So, if you read books, you’ve no doubt heard countless times the age old idiom of ‘don’t judge a book by its cover’. This is the idea that a reader should never determine the quality of a story by the quality of its bindings. Many people do not care about the cover; whereas, it’s very important to other readers.
While I will say that I do not judge the contents of a book by the cover, the cover is definitely what influences me to buy a book first.
When I say I’m like Dug from Up when it comes to pretty book covers I’m being quite serious. For Dug it’s squirrels. For me it’s shiny book covers with bright colours and gold ink and beautiful fonts. I’m a sucker for the pretty books, what can I say?

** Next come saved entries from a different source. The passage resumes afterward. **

use std::path::PathBuf;
use std::sync::OnceLock;

static EXE_DIR: OnceLock<PathBuf> = OnceLock::new();

/// Returns the directory containing the executable.
pub fn get_exe_dir() -> &'static PathBuf {
    EXE_DIR.get_or_init(|| {
        std::env::current_exe()
            .ok()
            .and_then(|p| p.parent().map(|p| p.to_path_buf()))
            .unwrap_or_else(|| PathBuf::from("."))
    })
}

/// Returns the logs directory: `<exe_dir>/logs/`
pub fn get_logs_dir() -> PathBuf {
    get_exe_dir().join("logs")
}

/// Returns the exports directory: `<exe_dir>/exports/`
pub fn get_exports_dir() -> PathBuf {
    get_exe_dir().join("exports")
}

/// Returns the chart styling file: `<exe_dir>/chart_config.json`
pub fn get_chart_config_path() -> PathBuf {
    get_exe_dir().join("chart_config.json")
}

/// Returns the directory holding persisted league state for `namespace`.
/// Falls back to the executable directory when the platform has no local
/// data directory.
pub fn get_state_dir(namespace: &str) -> PathBuf {
    dirs::data_local_dir()
        .unwrap_or_else(|| get_exe_dir().clone())
        .join(namespace)
}

/// Ensures all output directories exist. Call at startup.
pub fn ensure_directories() -> std::io::Result<()> {
    std::fs::create_dir_all(get_logs_dir())?;
    std::fs::create_dir_all(get_exports_dir())?;
    Ok(())
}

Looking at my bookshelf right now I can point out at least five books I’ve purchased in the last two months because the covers were beautiful (please note that the books were also just as amazing). I’m even on a mission to collect as many pretty versions of my favourite book, Wuthering Heights, as a I can. I’ve become selective about the books I actually buy, and honestly, the cover plays a huge part in why I buy or don’t buy certain books.
As much as people might say they don’t judge books by their covers, I think we all inherently do to some extent when it comes to choosing to purchase a book or not. Look at cover trends, specifically in places like Young Adult, Contemporary Romance, Historical Fiction, or Fiction Thrillers. When one book does extremely well, books that follow it in that genre tend to have similar covers. Why? Because that cover style is proven to sell.
In Young Adult, fantasy books tend to have artistic renderings or photos of characters (I want to say this started with Sarah J. Maas and Cassandra Clare, but correct me if I’m wrong). In Contemporary Romance, most covers have illustrations of the lovers in bright contrasting colours (ie. Red, White, & Royal Blue). In Thrillers it’s usually some woman staring out a window or running away with dark colours. In Historical Fiction it’s a woman in a dress photographed from behind in the landscape of whatever country the book takes place in.
People are creatures of habit. And in that way so are readers. We tend to like what we know. That’s likely why so many readers gravitate to the same writers over and over again, or writers by the same publishing company, or stories with similar plot lines. We have built in expectations for what a book might be like.
Covers create expectations. If readers are familiar with a certain best-selling book in a genre, than a book with a similar cover can be marketed to the same readers. We can associate the feelings from the best-selling book to this new book that has similar fonts, colours, and aesthetic. Already we have an idea of what to expect from the book.
I don’t think it’s fair to judge an entire book by its cover, but we are definitely attracted or unattracted to the visual appeal of a book. Our initial response to a book cover can decide if we pick it up or not and read the summary. What reaction do we get from the cover? Does it invoke emotions? Does it remind us of other books? Does it stand out?
So, while I have read amazing books with bad covers and beautiful books with disappointing stories, the cover gives the reader a first expectation. In essence, it’s like a present. The shape of the present, the sounds it makes when you shake it, the smell it might give off, the wrapping paper and the bow, all give us an expectation of what’s inside. You may be disappointed, pleasantly surprised, or the present matches the wrapping perfectly.
Do you judge books by their cover? What books have you impulse bought from the covers? My most recent one was The Invisible Life of Addie LaRue and I definitely was not disappointed.